[Zope] Efficient Processing Of Large ZCatalog Queries

VanL vlindberg@verio.net
Thu, 17 Oct 2002 14:48:21 -0600


Hello,

I have a zope setup that does a ZCatalog Query, grabs each item (i.e., 
it does not use the query-return objects), and then does some processing 
on each returned object.

In pseudocode, whenever I do a ZCatalog Query, I do the following:

return [myFunction(getObject(x)) for x in catalog.search(myquery)]

The problem is that some of the query response will be quite large -- up 
to 10,000 objects returned.  Doing a dtml-in over a result set this size 
does not seem to be feasible -- the browser times out, for one thing.  

I have avoided batch processing so far, because I understand (perhaps 
incorrectly) that batch-processing delays the evaluation of later batch 
results until the batch is viewed.  As I am running a script on the 
results, often via a cron job, I want all of the objects to be processed.

If this understanding is incorrect, please let me know.

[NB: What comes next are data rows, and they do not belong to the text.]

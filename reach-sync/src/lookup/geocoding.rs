//! Geocoding port, HTTP client and result cache
//!
//! The cache is an explicit object shared by the location validator and the
//! location enrichment routine. It only saves lookups; dropping it never
//! changes a score.

use super::with_timeout;
use crate::error::{SyncError, SyncResult};
use async_trait::async_trait;
use lru::LruCache;
use serde::{Deserialize, Serialize};
use std::num::NonZeroUsize;
use std::sync::{Arc, Mutex};
use std::time::{Duration, Instant};

const GOOGLE_GEOCODE_URL: &str = "https://maps.googleapis.com/maps/api/geocode/json";
const USER_AGENT: &str = concat!("reach-sync/", env!("CARGO_PKG_VERSION"));

/// How precisely a geocoding hit pins down the address
#[derive(Debug, Clone, Copy, PartialEq, Eq, Serialize, Deserialize)]
#[serde(rename_all = "snake_case")]
pub enum GeocodePrecision {
    /// Rooftop-level match
    Exact,
    /// Interpolated between two precise points
    Interpolated,
    /// Geometric center of a street, region or polygon
    AreaCenter,
    Approximate,
}

impl GeocodePrecision {
    pub fn as_str(&self) -> &'static str {
        match self {
            GeocodePrecision::Exact => "exact",
            GeocodePrecision::Interpolated => "interpolated",
            GeocodePrecision::AreaCenter => "area_center",
            GeocodePrecision::Approximate => "approximate",
        }
    }

    /// Map a Google-style `location_type`
    pub fn from_location_type(location_type: &str) -> Self {
        match location_type {
            "ROOFTOP" => GeocodePrecision::Exact,
            "RANGE_INTERPOLATED" => GeocodePrecision::Interpolated,
            "GEOMETRIC_CENTER" => GeocodePrecision::AreaCenter,
            _ => GeocodePrecision::Approximate,
        }
    }
}

/// One resolved address
#[derive(Debug, Clone, PartialEq, Serialize, Deserialize)]
pub struct GeocodeHit {
    pub formatted_address: String,
    pub lat: f64,
    pub lng: f64,
    pub precision: GeocodePrecision,
}

/// Address → coordinates capability
#[async_trait]
pub trait Geocoder: Send + Sync {
    /// `Ok(None)` when the provider has no result for the address
    async fn geocode(&self, address: &str) -> SyncResult<Option<GeocodeHit>>;
}

// ============================================================================
// Cache
// ============================================================================

/// Bounds for [`GeocodeCache`]
#[derive(Debug, Clone, Copy)]
pub struct CachePolicy {
    pub max_entries: usize,
    /// Entries older than this are ignored and replaced; `None` keeps them forever
    pub ttl: Option<Duration>,
}

impl Default for CachePolicy {
    fn default() -> Self {
        Self {
            max_entries: 1024,
            ttl: Some(Duration::from_secs(86_400)),
        }
    }
}

struct CacheEntry {
    hit: Option<GeocodeHit>,
    stored_at: Instant,
}

/// Least-recently-used geocoding result cache keyed by normalized address
///
/// `max_entries == 0` disables caching.
pub struct GeocodeCache {
    ttl: Option<Duration>,
    entries: Option<Mutex<LruCache<String, CacheEntry>>>,
}

impl GeocodeCache {
    pub fn new(policy: CachePolicy) -> Self {
        Self {
            ttl: policy.ttl,
            entries: NonZeroUsize::new(policy.max_entries).map(|cap| Mutex::new(LruCache::new(cap))),
        }
    }

    /// Trim, lowercase and collapse internal whitespace
    pub fn normalize_key(address: &str) -> String {
        address
            .split_whitespace()
            .collect::<Vec<_>>()
            .join(" ")
            .to_lowercase()
    }

    /// `Some(result)` on a fresh hit (the result itself may be "no match")
    pub fn get(&self, address: &str) -> Option<Option<GeocodeHit>> {
        let key = Self::normalize_key(address);
        let mut entries = self.entries.as_ref()?.lock().ok()?;

        let expired = match entries.get(&key) {
            Some(entry) => self.ttl.is_some_and(|ttl| entry.stored_at.elapsed() > ttl),
            None => return None,
        };
        if expired {
            entries.pop(&key);
            return None;
        }
        entries.get(&key).map(|entry| entry.hit.clone())
    }

    /// Store a result; a full cache evicts its least recently used entry
    pub fn insert(&self, address: &str, hit: Option<GeocodeHit>) {
        let Some(entries) = &self.entries else {
            return;
        };
        let Ok(mut entries) = entries.lock() else {
            return;
        };
        entries.put(
            Self::normalize_key(address),
            CacheEntry {
                hit,
                stored_at: Instant::now(),
            },
        );
    }

    pub fn len(&self) -> usize {
        self.entries
            .as_ref()
            .and_then(|entries| entries.lock().ok().map(|e| e.len()))
            .unwrap_or(0)
    }

    pub fn is_empty(&self) -> bool {
        self.len() == 0
    }

    pub fn clear(&self) {
        if let Some(Ok(mut entries)) = self.entries.as_ref().map(|e| e.lock()) {
            entries.clear();
        }
    }
}

// ============================================================================
// Service (geocoder + cache + deadline)
// ============================================================================

/// Geocoder wrapped with the shared cache and the lookup deadline
pub struct GeocodingService {
    geocoder: Arc<dyn Geocoder>,
    cache: Arc<GeocodeCache>,
    timeout: Duration,
}

impl GeocodingService {
    pub fn new(geocoder: Arc<dyn Geocoder>, cache: Arc<GeocodeCache>, timeout: Duration) -> Self {
        Self {
            geocoder,
            cache,
            timeout,
        }
    }

    pub fn cache(&self) -> &GeocodeCache {
        &self.cache
    }

    /// Cached lookup; errors and timeouts are returned uncached
    pub async fn lookup(&self, address: &str) -> SyncResult<Option<GeocodeHit>> {
        if let Some(cached) = self.cache.get(address) {
            tracing::debug!(address = %address, "Geocode cache hit");
            return Ok(cached);
        }

        let hit = with_timeout("geocoding", self.timeout, self.geocoder.geocode(address)).await?;
        self.cache.insert(address, hit.clone());
        Ok(hit)
    }
}

// ============================================================================
// HTTP client
// ============================================================================

#[derive(Debug, Deserialize)]
struct GoogleResponse {
    status: String,
    #[serde(default)]
    results: Vec<GoogleResult>,
    #[serde(default)]
    error_message: Option<String>,
}

#[derive(Debug, Deserialize)]
struct GoogleResult {
    formatted_address: String,
    geometry: GoogleGeometry,
}

#[derive(Debug, Deserialize)]
struct GoogleGeometry {
    location: GoogleLatLng,
    location_type: String,
}

#[derive(Debug, Deserialize)]
struct GoogleLatLng {
    lat: f64,
    lng: f64,
}

/// Geocoder backed by a Google-compatible geocoding HTTP API
pub struct HttpGeocoder {
    http_client: reqwest::Client,
    endpoint: String,
    api_key: String,
}

impl HttpGeocoder {
    pub fn new(api_key: impl Into<String>, endpoint: Option<String>) -> SyncResult<Self> {
        let http_client = reqwest::Client::builder()
            .user_agent(USER_AGENT)
            .timeout(Duration::from_secs(15))
            .connect_timeout(Duration::from_secs(5))
            .build()
            .map_err(|e| SyncError::Lookup {
                capability: "geocoding",
                reason: e.to_string(),
            })?;

        Ok(Self {
            http_client,
            endpoint: endpoint.unwrap_or_else(|| GOOGLE_GEOCODE_URL.to_string()),
            api_key: api_key.into(),
        })
    }
}

#[async_trait]
impl Geocoder for HttpGeocoder {
    async fn geocode(&self, address: &str) -> SyncResult<Option<GeocodeHit>> {
        let lookup_err = |reason: String| SyncError::Lookup {
            capability: "geocoding",
            reason,
        };

        tracing::debug!(address = %address, "Querying geocoding API");

        let response = self
            .http_client
            .get(&self.endpoint)
            .query(&[("address", address), ("key", self.api_key.as_str())])
            .send()
            .await
            .map_err(|e| lookup_err(e.to_string()))?;

        let status = response.status();
        if !status.is_success() {
            return Err(lookup_err(format!("HTTP {}", status.as_u16())));
        }

        let body: GoogleResponse = response
            .json()
            .await
            .map_err(|e| lookup_err(format!("parse error: {}", e)))?;

        match body.status.as_str() {
            "OK" => Ok(body.results.into_iter().next().map(|r| GeocodeHit {
                formatted_address: r.formatted_address,
                lat: r.geometry.location.lat,
                lng: r.geometry.location.lng,
                precision: GeocodePrecision::from_location_type(&r.geometry.location_type),
            })),
            "ZERO_RESULTS" => Ok(None),
            other => Err(lookup_err(format!(
                "{}{}",
                other,
                body.error_message
                    .map(|m| format!(": {}", m))
                    .unwrap_or_default()
            ))),
        }
    }
}

#[cfg(test)]
mod tests {
    use super::*;
    use std::sync::atomic::{AtomicUsize, Ordering};

    fn hit(name: &str) -> GeocodeHit {
        GeocodeHit {
            formatted_address: name.to_string(),
            lat: 1.0,
            lng: 2.0,
            precision: GeocodePrecision::Exact,
        }
    }

    struct CountingGeocoder {
        calls: AtomicUsize,
    }

    #[async_trait]
    impl Geocoder for CountingGeocoder {
        async fn geocode(&self, address: &str) -> SyncResult<Option<GeocodeHit>> {
            self.calls.fetch_add(1, Ordering::SeqCst);
            Ok(Some(hit(address)))
        }
    }

    #[test]
    fn test_cache_key_normalization() {
        assert_eq!(
            GeocodeCache::normalize_key("  Berlin,   Germany "),
            "berlin, germany"
        );
    }

    #[test]
    fn test_cache_evicts_oldest_when_full() {
        let cache = GeocodeCache::new(CachePolicy {
            max_entries: 2,
            ttl: None,
        });
        cache.insert("a", Some(hit("a")));
        cache.insert("b", None);
        cache.insert("c", Some(hit("c")));

        assert_eq!(cache.len(), 2);
        assert!(cache.get("a").is_none());
        assert_eq!(cache.get("b"), Some(None));
        assert!(cache.get("c").is_some());
    }

    #[test]
    fn test_cache_keeps_recently_read_entries() {
        let cache = GeocodeCache::new(CachePolicy {
            max_entries: 2,
            ttl: None,
        });
        cache.insert("a", Some(hit("a")));
        cache.insert("b", Some(hit("b")));
        assert!(cache.get("a").is_some());
        cache.insert("c", Some(hit("c")));

        assert!(cache.get("a").is_some());
        assert!(cache.get("b").is_none());
        assert!(cache.get("c").is_some());
    }

    #[test]
    fn test_zero_capacity_disables_cache() {
        let cache = GeocodeCache::new(CachePolicy {
            max_entries: 0,
            ttl: None,
        });
        cache.insert("a", Some(hit("a")));
        assert!(cache.is_empty());
        assert!(cache.get("a").is_none());
    }

    #[test]
    fn test_cache_expired_entries_are_misses() {
        let cache = GeocodeCache::new(CachePolicy {
            max_entries: 4,
            ttl: Some(Duration::ZERO),
        });
        cache.insert("paris", Some(hit("paris")));
        std::thread::sleep(Duration::from_millis(2));
        assert!(cache.get("paris").is_none());
        // Expired entries are dropped on read
        assert!(cache.is_empty());
    }

    #[test]
    fn test_location_type_mapping() {
        assert_eq!(GeocodePrecision::from_location_type("ROOFTOP"), GeocodePrecision::Exact);
        assert_eq!(
            GeocodePrecision::from_location_type("GEOMETRIC_CENTER"),
            GeocodePrecision::AreaCenter
        );
        assert_eq!(
            GeocodePrecision::from_location_type("SOMETHING_NEW"),
            GeocodePrecision::Approximate
        );
    }

    #[tokio::test]
    async fn test_service_serves_repeat_lookups_from_cache() {
        let geocoder = Arc::new(CountingGeocoder {
            calls: AtomicUsize::new(0),
        });
        let service = GeocodingService::new(
            geocoder.clone(),
            Arc::new(GeocodeCache::new(CachePolicy::default())),
            Duration::from_secs(1),
        );

        service.lookup("Lisbon, Portugal").await.unwrap();
        service.lookup("lisbon,  portugal").await.unwrap();

        assert_eq!(geocoder.calls.load(Ordering::SeqCst), 1);
    }
}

So my questions are as follows:

1.  Is my understanding about batch processing correct or incorrect? 
 Can I have the browser only display the first hundred responses, but 
have all 5-10,000 results processed?

2.  Is there a way to stream responses as they come?  More specifically, 
would it perhaps be feasible to grab the result set and process them one 
at a time, displaying partial results?  I tried using 
REQUEST.RESPONSE.write, but the results all seemed to come out at the 
same time anyway.

3. Finally, what factors influence the speed of a ZCatalog query?  Is it 
the total number of indexed objects?  Is it constant?  Currently I do 
one query and then process the results.  If I reworked this so that 
behind the scenes it was doing n queries, I would obviously be slowing 
myself down, but by how much?

I have created a system for managing data, but I seem to be running into 
some difficulty now that I have put in the data.  For smaller numbers 
(up to 5000 main records), Zope seems to work fine, but I'm having 
trouble scaling up.  Can anyone help?

I'm happy to answer any questions to illuminate the problem more clearly.

Thanks In Advance,

Van Lindberg